* Data supplied
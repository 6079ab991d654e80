//! Health-check handler.

use super::AppState;
use axum::extract::State;
use axum::Json;
use serde::{Deserialize, Serialize};
use std::sync::Arc;

#[derive(Debug, Serialize, Deserialize)]
pub struct HealthResponse {
    pub status: String,
    pub version: String,
    pub build_time: String,
    pub backend: String,
    pub bucket: String,
}

/// GET /health
pub async fn health_check(State(state): State<Arc<AppState>>) -> Json<HealthResponse> {
    Json(HealthResponse {
        status: "ok".to_string(),
        version: env!("CARGO_PKG_VERSION").to_string(),
        build_time: env!("PRELAY_BUILD_TIME").to_string(),
        backend: state.transport.name().to_string(),
        bucket: state.settings.bucket.clone(),
    })
}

* What the task asks
The lines wanted are those from the one containing "use axum::Json;" through the last line of the listing above. Repeat them exactly.

* Your response
use axum::Json;
use serde::{Deserialize, Serialize};
use std::sync::Arc;

#[derive(Debug, Serialize, Deserialize)]
pub struct HealthResponse {
    pub status: String,
    pub version: String,
    pub build_time: String,
    pub backend: String,
    pub bucket: String,
}

/// GET /health
pub async fn health_check(State(state): State<Arc<AppState>>) -> Json<HealthResponse> {
    Json(HealthResponse {
        status: "ok".to_string(),
        version: env!("CARGO_PKG_VERSION").to_string(),
        build_time: env!("PRELAY_BUILD_TIME").to_string(),
        backend: state.transport.name().to_string(),
        bucket: state.settings.bucket.clone(),
    })
}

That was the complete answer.